Die Revision führt zur Aufhebung der Vorentscheidung und zur Zurückverweisung der Sache an das FG.

Die Vorinstanz hat zu Unrecht die Klage als unzulässig abgewiesen. Die Steuerpflichtige hat die Klagefrist des § 47 FGO nicht versäumt. Denn diese Frist begann mangels wirksamer Zustellung der Entscheidung über den außergerichtlichen Rechtsbehelf nicht am 6. August 1966 zu laufen. Die Frist zur Erhebung der Anfechtungsklage beginnt nach § 47 FGO mit der Bekanntgabe der Entscheidung über den außergerichtlichen Rechtsbehelf. Der Ausdruck "Bekanntgabe" bedeutet hier, wie sich aus § 53 FGO ergibt, die wirksame Zustellung nach den Vorschriften des VwZG. Daran fehlt es im Streitfall. Das FA hat den Weg der Zustellung durch die Post mit PZU gewählt (§ 3 VwZG). Dafür ist vorgeschrieben, daß die Sendung mit der Anschrift des Empfängers und mit der Bezeichnung der absendenden Dienststelle, einer Geschäftsnummer und einem Vordruck für die Zustellungsurkunde zu versehen ist (§ 3 Abs. 1 Satz 2 VwZG). Im Streitfall trug der Briefumschlag, der die Einspruchsentscheidung enthielt, keine Geschäftsnummer.
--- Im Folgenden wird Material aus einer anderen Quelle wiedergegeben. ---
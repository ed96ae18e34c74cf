//! # Verity Adversarial
//!
//! The decision-making pieces of a multi-agent debate.
//!
//! ## Key Types
//!
//! - [`ConflictDetector`]: finds contradictions between agents' evidence
//! - [`ConflictResolver`]: partitions conflicting evidence into kept/discarded
//! - [`ConsensusCalculator`]: democratic verdict over per-agent positions
//! - [`DebateSession`]: per-claim session state machine and its rounds
//!
//! ## Consensus Voting
//!
//! ```rust
//! use verity_adversarial::{ConsensusCalculator, ConsensusMethod, Veracity};
//! use verity_core::{AgentType, Argument, Conclusion};
//!
//! let arguments = vec![
//!     Argument::new(AgentType::Academic, Conclusion::True, 80.0),
//!     Argument::new(AgentType::Government, Conclusion::True, 80.0),
//!     Argument::new(AgentType::News, Conclusion::True, 80.0),
//!     Argument::new(AgentType::Financial, Conclusion::True, 80.0),
//!     Argument::new(AgentType::Social, Conclusion::False, 60.0),
//! ];
//!
//! let result = ConsensusCalculator::default().calculate("claim-1", &arguments, None);
//! assert_eq!(result.method, Some(ConsensusMethod::Majority));
//! assert_eq!(result.final_veracity, Veracity::VerifiedTrue);
//! ```

pub mod conflict;
pub mod consensus;
pub mod debate;
pub mod resolution;

pub use conflict::{ConflictDetector, ConflictType, EvidenceConflict, MethodologyGroup};
pub use consensus::{
    ConsensusCalculator, ConsensusConfig, ConsensusEngine, ConsensusMethod, ConsensusResult,
    Veracity, VoteOutcome,
};
pub use debate::{DebateRound, DebateSession, DebateStatus};
pub use resolution::{ConflictResolution, ConflictResolver, ResolutionError, ResolutionStrategy};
Das Fehlen der Geschäftsnummer auf dem Umschlag, der die Einspruchsentscheidungen enthielt, macht die Zustellung unwirksam (Urteil des BFH I R 9/68 vom 14. November 1968, BFH 94, 202, BStBl II 1969, 151). Das muß auch in der Revisionsinstanz noch beachtet werden, obgleich es sich um neues tatsächliches Vorbringen handelt. Denn die ordnungsgemäße Zustellung der Einspruchsentscheidungen muß im Rahmen der Zulässigkeitsprüfung der Klage festgestellt werden. Die Zulässigkeit einer Klage ist Sachurteilsvoraussetzung; denn sie gehört zum Kreis jener Umstände, von denen es abhängt, ob das auf sachliche Entscheidung gerichtete Verfahren als solches und im ganzen zulässig ist (vgl. Rosenberg, Lehrbuch des Deutschen Zivilprozeßrechts, 9. Aufl., § 89 Anm. I, 2; Redecker-von Oertzen, Verwaltungsgerichtsordnung, Katalog der Sachurteilsvoraussetzungen bei § 109 der Verwaltungsgerichtsordnung, Anm. 3). Das Vorliegen der Sachurteilsvoraussetzungen ist von Amts wegen in jeder Verfahrenslage - auch unter Berücksichtigung neuen tatsächlichen Vorbringens - zu überprüfen (so auch Entscheidungen des BGH III ZR 369/51 vom 6. Oktober 1952, BGHZ 7, 280 [284] zur Frage der Einhaltung der Berufungsfrist, sowie V ZR 197/58 vom 14. Dezember 1959, NJW 1960, 523 zur Frage der Prozeßführungsbefugnis).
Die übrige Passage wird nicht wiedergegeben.